** SOURCE RECORDS follows **
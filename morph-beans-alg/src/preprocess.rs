use matrix_util::dmatrix_util::{pca_svd, PcaOut};
use matrix_util::ndarray_stat::RunningStatistics;
use matrix_util::ndarray_util::dmatrix_to_array2;
use matrix_util::traits::{ConvertMatOps, MatOps};
use matrix_util::utils::{generate_minibatch_intervals, sample_indices};
use morph_beans::annotated::{AnnotatedMatrix, MatrixStore};
use morph_beans::annotations::PcaResult;

use log::info;
use nalgebra::DMatrix;
use ndarray::parallel::prelude::*;
use ndarray::{Array1, Array2, ArrayViewMut2, Axis};

/// Layer holding principal component scores
pub const X_PCA: &str = "X_pca";

/// Rows read and written at a time when scaling a disk-backed `X`
pub const SCALE_BLOCK_ROWS: usize = 10000;

/// Default cap on the number of principal components
pub const DEFAULT_MAX_COMPS: usize = 50;

fn standardize_rows(mut x: ArrayViewMut2<f32>, mu: &Array1<f64>, sd: &Array1<f64>) {
    x.axis_iter_mut(Axis(0)).into_par_iter().for_each(|mut row| {
        for (v, (&m, &s)) in row.iter_mut().zip(mu.iter().zip(sd.iter())) {
            *v = ((*v as f64 - m) / s) as f32;
        }
    });
}

/// z-score each feature of `X` in place with the unbiased standard
/// deviation over finite values. Constant features are only centred.
/// A disk-backed `X` is rewritten block by block.
pub fn scale(matrix: &mut AnnotatedMatrix) -> anyhow::Result<()> {
    let (nrows, ncols) = matrix.shape();
    let blocks = generate_minibatch_intervals(nrows, SCALE_BLOCK_ROWS);

    let mut stat = RunningStatistics::new(ncols);
    for &(lb, ub) in blocks.iter() {
        let block = matrix.x().read_rows(lb..ub)?;
        stat.add_rows(&block.view());
    }
    let mu = stat.mean();
    let sd = stat
        .std(1.0)
        .mapv(|s| if s.is_finite() && s > 0.0 { s } else { 1.0 });

    let store = matrix.x_store_mut();
    if store.is_backed() {
        for &(lb, ub) in blocks.iter() {
            let mut block = store.read_rows(lb..ub)?;
            standardize_rows(block.view_mut(), &mu, &sd);
            store.write_rows(lb, &block)?;
        }
    } else if let MatrixStore::Dense(x) = store {
        standardize_rows(x.view_mut(), &mu, &sd);
    }
    Ok(())
}

#[derive(Debug, Clone, Default)]
pub struct PcaOptions {
    /// number of components; by default `min(n_obs, n_vars) - 1`,
    /// capped at 50
    pub n_comps: Option<usize>,
}

/// Dimensionality reduction of a column-centred matrix (rows =
/// observations)
pub trait DimReduction {
    fn fit(&self, xx: &DMatrix<f64>, n_comps: usize) -> anyhow::Result<PcaOut>;
}

/// PCA by a thin SVD
pub struct SvdPca;

impl DimReduction for SvdPca {
    fn fit(&self, xx: &DMatrix<f64>, n_comps: usize) -> anyhow::Result<PcaOut> {
        pca_svd(xx, n_comps)
    }
}

/// PCA of `X`; scores go to the `X_pca` layer and the variance
/// explained and axes to `uns.pca`
pub fn pca(matrix: &mut AnnotatedMatrix, opts: &PcaOptions) -> anyhow::Result<()> {
    pca_with(matrix, opts, &SvdPca)
}

/// [`pca`] with another decomposition
pub fn pca_with<D: DimReduction + ?Sized>(
    matrix: &mut AnnotatedMatrix,
    opts: &PcaOptions,
    method: &D,
) -> anyhow::Result<()> {
    let (nobs, nvars) = matrix.shape();
    let min_dim = nobs.min(nvars);
    let n_comps = opts
        .n_comps
        .unwrap_or(if min_dim <= DEFAULT_MAX_COMPS {
            min_dim.saturating_sub(1)
        } else {
            DEFAULT_MAX_COMPS
        })
        .max(1);

    let xx = matrix.dense(None)?.centre_columns().to_dmatrix();
    let out = method.fit(&xx, n_comps)?;
    info!(
        "PCA: {} components explain {:.3} of the variance",
        out.variance.len(),
        out.variance_ratio.sum()
    );

    let (kk, dd) = out.components.shape();
    let result = PcaResult {
        variance: Array1::from_iter(out.variance.iter().copied()),
        variance_ratio: Array1::from_iter(out.variance_ratio.iter().copied()),
        components: Array2::from_shape_fn((kk, dd), |(k, j)| out.components[(k, j)]),
    };

    matrix.set_layer(X_PCA, dmatrix_to_array2(&out.scores))?;
    matrix.uns_mut().pca = Some(result);
    Ok(())
}

/// Drop features, then observations, whose fraction of non-finite
/// values exceeds the given threshold. Returns the number of dropped
/// `(features, observations)`.
///
/// * `feature_threshold` - tolerated fraction per feature
/// * `cell_threshold` - tolerated fraction per observation, counted
///   over the remaining features
pub fn drop_na(
    matrix: &mut AnnotatedMatrix,
    feature_threshold: f64,
    cell_threshold: f64,
) -> anyhow::Result<(usize, usize)> {
    anyhow::ensure!(
        (0.0..=1.0).contains(&feature_threshold) && (0.0..=1.0).contains(&cell_threshold),
        "thresholds must be between 0 and 1"
    );
    let (nobs, nvars) = matrix.shape();
    if nobs == 0 || nvars == 0 {
        return Ok((0, 0));
    }

    let missing = matrix
        .dense(None)?
        .mapv(|v| if v.is_finite() { 0.0_f64 } else { 1.0 });

    let col_frac = missing.sum_axis(Axis(0)) / nobs as f64;
    let keep_vars: Vec<usize> = (0..nvars)
        .filter(|&j| col_frac[j] <= feature_threshold)
        .collect();

    let keep_obs: Vec<usize> = if keep_vars.is_empty() {
        (0..nobs).collect()
    } else {
        let row_frac = missing.select(Axis(1), &keep_vars).sum_axis(Axis(1)) / keep_vars.len() as f64;
        (0..nobs).filter(|&i| row_frac[i] <= cell_threshold).collect()
    };

    let ndrop_vars = nvars - keep_vars.len();
    let ndrop_obs = nobs - keep_obs.len();
    if ndrop_vars > 0 {
        matrix.subset_vars(&keep_vars)?;
    }
    if ndrop_obs > 0 {
        matrix.subset_obs(&keep_obs)?;
    }
    if ndrop_vars + ndrop_obs > 0 {
        info!(
            "dropped {} features and {} observations with missing values",
            ndrop_vars, ndrop_obs
        );
    }
    Ok((ndrop_vars, ndrop_obs))
}

/// How many observations to keep
#[derive(Debug, Clone, Copy, PartialEq)]
pub enum SampleSize {
    Fraction(f64),
    Count(usize),
}

/// Sorted random observation indices
pub fn subsample_indices(nobs: usize, size: SampleSize, seed: Option<u64>) -> anyhow::Result<Vec<usize>> {
    let ntarget = match size {
        SampleSize::Fraction(f) => {
            anyhow::ensure!(f > 0.0 && f <= 1.0, "fraction must be in (0, 1], got {}", f);
            (f * nobs as f64).floor() as usize
        }
        SampleSize::Count(n) => {
            anyhow::ensure!(n <= nobs, "cannot sample {} of {} observations", n, nobs);
            n
        }
    };
    Ok(sample_indices(nobs, ntarget, seed))
}

/// Keep a random subset of observations in place
pub fn subsample(matrix: &mut AnnotatedMatrix, size: SampleSize, seed: Option<u64>) -> anyhow::Result<()> {
    let keep = subsample_indices(matrix.n_obs(), size, seed)?;
    matrix.subset_obs(&keep)
}

#[cfg(test)]
mod tests {
    use super::*;
    use approx::assert_abs_diff_eq;
    use morph_beans::annotated::assemble;
    use morph_beans::meta_table::MetaTable;

    fn toy(x: Array2<f32>) -> anyhow::Result<AnnotatedMatrix> {
        let names = (0..x.ncols()).map(|j| format!("f{}", j).into_boxed_str()).collect();
        assemble(MetaTable::empty(x.nrows()), x, names, "_")
    }

    #[test]
    fn scale_gives_unit_sd() -> anyhow::Result<()> {
        let mut m = toy(ndarray::array![[1.0, 5.0], [2.0, 5.0], [3.0, 5.0]])?;
        scale(&mut m)?;
        let x = m.dense(None)?;
        assert_abs_diff_eq!(x[(0, 0)], -1.0, epsilon = 1e-6);
        assert_abs_diff_eq!(x[(2, 0)], 1.0, epsilon = 1e-6);
        assert_abs_diff_eq!(x[(1, 1)], 0.0, epsilon = 1e-6);
        Ok(())
    }

    #[test]
    fn pca_fills_layer_and_uns() -> anyhow::Result<()> {
        let mut m = toy(ndarray::array![[1.0, 2.0, 0.0], [2.0, 4.1, 1.0], [3.0, 6.0, 0.0], [4.0, 8.2, 1.0]])?;
        pca(&mut m, &PcaOptions::default())?;
        let scores = m.layer(X_PCA).ok_or(anyhow::anyhow!("no scores"))?;
        assert_eq!(scores.dim(), (4, 2));
        let res = m.uns().pca.as_ref().ok_or(anyhow::anyhow!("no pca"))?;
        assert!(res.variance_ratio[0] > 0.9);
        assert!(res.variance_ratio.sum() <= 1.0 + 1e-9);
        Ok(())
    }

    #[test]
    fn drop_na_features_then_cells() -> anyhow::Result<()> {
        let nan = f32::NAN;
        let mut m = toy(ndarray::array![[1.0, nan, 1.0], [2.0, nan, nan], [3.0, 1.0, 1.0]])?;
        let dropped = drop_na(&mut m, 0.5, 0.0)?;
        assert_eq!(dropped, (1, 1));
        assert_eq!(m.shape(), (2, 2));
        Ok(())
    }

    #[test]
    fn subsample_is_seeded() -> anyhow::Result<()> {
        let a = subsample_indices(100, SampleSize::Fraction(0.1), Some(7))?;
        let b = subsample_indices(100, SampleSize::Fraction(0.1), Some(7))?;
        assert_eq!(a.len(), 10);
        assert_eq!(a, b);
        assert!(subsample_indices(5, SampleSize::Count(6), None).is_err());
        Ok(())
    }
}
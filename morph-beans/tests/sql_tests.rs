use approx::assert_abs_diff_eq;
use morph_beans::sql_io::read_sql;
use rusqlite::Connection;

fn write_export(file: &str) -> anyhow::Result<()> {
    let conn = Connection::open(file)?;
    conn.execute_batch(
        r#"
        CREATE TABLE Image (TableNumber INTEGER, ImageNumber INTEGER, Metadata_Well TEXT, Count_Cells INTEGER, Image_Width REAL);
        INSERT INTO Image VALUES (1, 1, 'A01', 2, 512.0), (2, 2, 'A02', 1, 512.0);

        CREATE TABLE Nuclei (TableNumber INTEGER, ImageNumber INTEGER, ObjectNumber INTEGER, Nuclei_AreaShape_Area REAL, Nuclei_Location_Center_X REAL);
        INSERT INTO Nuclei VALUES (1, 1, 1, 10.0, 3.0), (1, 1, 2, 12.0, 4.0), (2, 2, 1, NULL, 5.0);

        CREATE TABLE Cells (TableNumber INTEGER, ImageNumber INTEGER, ObjectNumber INTEGER, Cells_AreaShape_Area REAL);
        INSERT INTO Cells VALUES (1, 1, 1, 30.0), (1, 1, 2, 31.0), (2, 2, 1, 32.0);

        CREATE TABLE Experiment (Name TEXT);
        "#,
    )?;
    Ok(())
}

#[test]
fn sql_export_joins_objects_and_images() -> anyhow::Result<()> {
    let dir = tempfile::tempdir()?;
    let file = dir.path().join("export.sqlite");
    let file = file.to_str().ok_or(anyhow::anyhow!("non-utf8 path"))?;
    write_export(file)?;

    let adata = read_sql(file, "_")?;
    assert_eq!(adata.shape(), (3, 2));
    assert_eq!(
        adata.var_names().to_vec(),
        vec![
            Box::<str>::from("Nuclei_AreaShape_Area"),
            Box::<str>::from("Cells_AreaShape_Area")
        ]
    );

    let x = adata.x().to_dense()?;
    assert!(x[(2, 0)].is_nan());
    assert_abs_diff_eq!(x[(1, 1)], 31.0);

    let wells = adata
        .obs()
        .column("Metadata_Well")
        .map(|c| c.to_text())
        .ok_or(anyhow::anyhow!("image metadata not joined"))?;
    assert_eq!(wells, vec![Box::<str>::from("A01"), "A01".into(), "A02".into()]);
    assert!(adata.obs().column("Count_Cells").is_some());
    assert!(adata.obs().column("Image_Width").is_none());
    Ok(())
}
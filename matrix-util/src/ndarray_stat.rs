use ndarray::{Array1, ArrayView2, Axis};

/// A container to keep track of column-wise sufficient statistics
/// while visiting a matrix block by block (rows = observations)
///
/// Non-finite values are skipped, so `mean` and `variance` are
/// computed over the finite entries of each column.
#[derive(Clone)]
pub struct RunningStatistics {
    s0: Array1<f64>,
    s1: Array1<f64>,
    s2: Array1<f64>,
}

impl RunningStatistics {
    /// Create a new RunningStatistics object
    ///
    /// # Arguments
    ///
    /// * `ncols` - number of columns to keep track of
    ///
    /// # Examples
    ///
    /// ```
    /// use matrix_util::ndarray_stat::RunningStatistics;
    /// let stat = RunningStatistics::new(10);
    /// assert_eq!(stat.ncols(), 10);
    /// ```
    ///
    pub fn new(ncols: usize) -> Self {
        RunningStatistics {
            s0: Array1::zeros(ncols),
            s1: Array1::zeros(ncols),
            s2: Array1::zeros(ncols),
        }
    }

    /// Accumulate a block of rows
    pub fn add_rows(&mut self, block: &ArrayView2<f32>) {
        debug_assert_eq!(block.ncols(), self.ncols());
        for row in block.axis_iter(Axis(0)) {
            for (j, &x) in row.iter().enumerate() {
                if x.is_finite() {
                    let x = x as f64;
                    self.s0[j] += 1.0;
                    self.s1[j] += x;
                    self.s2[j] += x * x;
                }
            }
        }
    }

    pub fn ncols(&self) -> usize {
        self.s0.len()
    }

    /// Number of finite values per column
    pub fn count_finite(&self) -> Array1<f64> {
        self.s0.clone()
    }

    /// Average statistic
    pub fn mean(&self) -> Array1<f64> {
        &self.s1 / &self.s0.mapv(|n| n.max(1.0))
    }

    /// Variance with `ddof` delta degrees of freedom
    pub fn variance(&self, ddof: f64) -> Array1<f64> {
        let mean = self.mean();
        let mut ret = Array1::zeros(self.ncols());
        for j in 0..self.ncols() {
            let n = self.s0[j];
            if n - ddof > 0.0 {
                let ss = (self.s2[j] - n * mean[j] * mean[j]).max(0.0);
                ret[j] = ss / (n - ddof);
            } else {
                ret[j] = f64::NAN;
            }
        }
        ret
    }

    /// Standard deviation with `ddof` delta degrees of freedom
    pub fn std(&self, ddof: f64) -> Array1<f64> {
        self.variance(ddof).mapv(f64::sqrt)
    }
}

/////////////////////////////////////////////
// order statistics over a mutable buffer  //
/////////////////////////////////////////////

/// Median of the values; reorders `xx`. `NaN` if empty or if any
/// value is `NaN`.
pub fn median_inplace(xx: &mut [f64]) -> f64 {
    let n = xx.len();
    if n == 0 || xx.iter().any(|x| x.is_nan()) {
        return f64::NAN;
    }
    let mid = n / 2;
    let (_, upper, _) = xx.select_nth_unstable_by(mid, f64::total_cmp);
    let upper = *upper;
    if n % 2 == 1 {
        upper
    } else {
        let lower = xx[..mid]
            .iter()
            .copied()
            .fold(f64::NEG_INFINITY, f64::max);
        0.5 * (lower + upper)
    }
}

/// Median absolute deviation `median(|x - median(x)|)`, unscaled;
/// overwrites `xx` with the absolute deviations
pub fn mad_inplace(xx: &mut [f64]) -> f64 {
    let med = median_inplace(xx);
    if med.is_nan() {
        return f64::NAN;
    }
    xx.iter_mut().for_each(|x| *x = (*x - med).abs());
    median_inplace(xx)
}

/// Arithmetic mean; `NaN` for an empty slice
pub fn mean(xx: &[f64]) -> f64 {
    if xx.is_empty() {
        return f64::NAN;
    }
    xx.iter().sum::<f64>() / xx.len() as f64
}

/// Two-pass variance with `ddof` delta degrees of freedom; `NaN` if
/// there are not more than `ddof` values
pub fn variance(xx: &[f64], ddof: usize) -> f64 {
    let n = xx.len();
    if n <= ddof {
        return f64::NAN;
    }
    let mu = mean(xx);
    xx.iter().map(|x| (x - mu) * (x - mu)).sum::<f64>() / (n - ddof) as f64
}
use crate::annotated::{read_cellprofiler, AnnotatedMatrix};
use crate::columnar::IngestOptions;
use crate::errors::MorphError;
use crate::sql_io::read_sql;
use matrix_util::common_io::file_ext;

pub const SUPPORTED_EXTENSIONS: [&str; 5] = ["csv", "h5", "h5ad", "sql", "sqlite"];

/// Read a csv export (gzipped or not), an hdf5 snapshot or a sqlite
/// export, chosen by file extension. Snapshots are loaded into
/// memory.
pub fn read(file: &str, opts: &IngestOptions) -> anyhow::Result<AnnotatedMatrix> {
    let ext = file_ext(file).unwrap_or_default();
    match ext.as_ref() {
        "csv" => read_cellprofiler(file, opts),
        "h5" | "h5ad" => AnnotatedMatrix::read_hdf5(file, false),
        "sql" | "sqlite" => read_sql(file, &opts.feature_delim),
        _ => Err(MorphError::unsupported("file extension", &ext, &SUPPORTED_EXTENSIONS).into()),
    }
}
pub use ndarray::prelude::*;

use crate::traits::*;
use nalgebra::DMatrix;
use num_traits::{Float, FromPrimitive, ToPrimitive};

impl<T> MatOps for ndarray::Array2<T>
where
    T: Float + FromPrimitive,
{
    type Mat = Self;
    type Scalar = T;

    fn scale_columns_inplace(&mut self) {
        let nrow = self.nrows();
        let ncol = self.ncols();
        if nrow == 0 {
            return;
        }
        let ddof = if nrow > 1 { T::one() } else { T::zero() };
        let Some(mu) = self.mean_axis(Axis(0)) else {
            return;
        };
        let sig = self.std_axis(Axis(0), ddof);

        for j in 0..ncol {
            if sig[j] > T::zero() {
                self.column_mut(j).mapv_inplace(|x| (x - mu[j]) / sig[j]);
            } else {
                self.column_mut(j).mapv_inplace(|x| x - mu[j]);
            }
        }
    }

    fn scale_columns(&self) -> Self::Mat {
        let mut xx = self.clone();
        xx.scale_columns_inplace();
        xx
    }

    fn centre_columns_inplace(&mut self) {
        let Some(mu) = self.mean_axis(Axis(0)) else {
            return;
        };
        for j in 0..self.ncols() {
            self.column_mut(j).mapv_inplace(|x| x - mu[j]);
        }
    }

    fn centre_columns(&self) -> Self::Mat {
        let mut xx = self.clone();
        xx.centre_columns_inplace();
        xx
    }
}

impl<T> ConvertMatOps for ndarray::Array2<T>
where
    T: Float + ToPrimitive,
{
    type Other = DMatrix<f64>;

    fn to_dmatrix(&self) -> Self::Other {
        DMatrix::<f64>::from_fn(self.nrows(), self.ncols(), |i, j| {
            self[(i, j)].to_f64().unwrap_or(f64::NAN)
        })
    }
}

/// Copy a `nalgebra` matrix into a row-major `ndarray` matrix
pub fn dmatrix_to_array2(xx: &DMatrix<f64>) -> Array2<f32> {
    Array2::from_shape_fn((xx.nrows(), xx.ncols()), |(i, j)| xx[(i, j)] as f32)
}
use indicatif::{ProgressBar, ProgressDrawTarget, ProgressStyle};

/// A progress bar over `len` units, drawn only if `show` is set
pub fn new_progress_bar(len: usize, unit: &str, show: bool) -> ProgressBar {
    let pb = ProgressBar::new(len as u64);
    if let Ok(style) = ProgressStyle::with_template(&format!(
        "{{bar:40}} {{pos}}/{{len}} {} ({{eta}})",
        unit
    )) {
        pb.set_style(style.progress_chars("##-"));
    }
    if !show {
        pb.set_draw_target(ProgressDrawTarget::hidden());
    }
    pb
}

/// Positional names `0, 1, ..., n-1`
pub fn positional_names(n: usize) -> Vec<Box<str>> {
    (0..n).map(|i| i.to_string().into_boxed_str()).collect()
}
/// Welch's t-test per feature between the control's observations and
/// each other group's.
///
/// * `treatment_key` - treatment column; inferred if `None`
/// * `control` - control treatment
/// * `group_key` - optional second grouping column, e.g. plate
pub fn aggregate_ttest(
    matrix: &AnnotatedMatrix,
    treatment_key: Option<&str>,
    control: &str,
    group_key: Option<&str>,
) -> anyhow::Result<TTestResult> {
    let treatment = resolve_key(matrix.obs(), treatment_key, KeyKind::Treatment)?;
    let mut keys = vec![treatment.clone()];
    if let Some(g) = group_key {
        keys.push(g.into());
    }

    let labels = obs_labels(matrix, &treatment)?;
    let (ctrl_rows, _) = split_control(&labels, control, &treatment)?;
    let ctrl = matrix.read_rows_indexed(&ctrl_rows, None)?;
    let ctrl_cols: Vec<Vec<f64>> = ctrl
        .axis_iter(Axis(1))
        .map(|c| c.iter().map(|&x| x as f64).collect())
        .collect();

    let groups: Vec<(Vec<Box<str>>, Vec<usize>)> = group_indices(matrix.obs(), &keys)?
        .into_iter()
        .filter(|(_, rows)| labels[rows[0]].as_ref() != control)
        .collect();

    let nfeatures = matrix.n_vars();
    let mut tstats = Array2::<f64>::zeros((groups.len(), nfeatures));
    let mut pvals = Array2::<f64>::zeros((groups.len(), nfeatures));

    for (g, (_, rows)) in groups.iter().enumerate() {
        let block = matrix.read_rows_indexed(rows, None)?;
        let tests: Vec<(f64, f64)> = (0..nfeatures)
            .into_par_iter()
            .map(|j| {
                let drug: Vec<f64> = block.column(j).iter().map(|&x| x as f64).collect();
                welch_ttest(&ctrl_cols[j], &drug)
            })
            .collect();
        for (j, (t, p)) in tests.into_iter().enumerate() {
            tstats[(g, j)] = t;
            pvals[(g, j)] = p;
        }
    }

    let flat: Vec<f64> = pvals.iter().copied().collect();
    let qvals = Array2::from_shape_vec(pvals.dim(), fdr_bh(&flat))?;

    Ok(TTestResult {
        group_keys: keys,
        groups: groups.into_iter().map(|(k, _)| k).collect(),
        features: matrix.var_names().to_vec(),
        tstats,
        qvals,
    })
}

/// One distance per group, `sqrt(sum_j t_j^2)` over features with a
/// defined t-statistic
pub fn tstat_distance(res: &TTestResult) -> LabelledSeries {
    let values = res
        .tstats
        .axis_iter(Axis(0))
        .map(|row| {
            row.iter()
                .filter(|t| !t.is_nan())
                .map(|t| t * t)
                .sum::<f64>()
                .sqrt()
        })
        .collect();
    LabelledSeries::new("tstat_dist", res.group_labels(), values)
}

#[cfg(test)]
mod tests {
    use super::*;

    #[test]
    fn cutoff_stops_before_crossing_component() {
        assert_eq!(pc_cutoff(&[0.5, 0.3, 0.15, 0.05], 0.9), 2);
        assert_eq!(pc_cutoff(&[0.5, 0.3, 0.15, 0.05], 0.7), 1);
        assert_eq!(pc_cutoff(&[0.95, 0.05], 0.9), 0);
        assert_eq!(pc_cutoff(&[0.4, 0.3], 0.9), 2);
    }

    #[test]
    fn duplicates_are_averaged() {
        let s = LabelledSeries::new(
            "d",
            vec!["b".into(), "a".into(), "b".into()],
            vec![1.0, 2.0, 3.0],
        )
        .mean_by_label();
        assert_eq!(s.labels, vec![Box::<str>::from("a"), "b".into()]);
        assert_eq!(s.values, vec![2.0, 2.0]);
    }
}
** End of SOURCE RECORDS **
Some lines of the records may hold the word "nvars". How many do? Answer with a number and nothing else.

◆ **TASK ANSWER**
6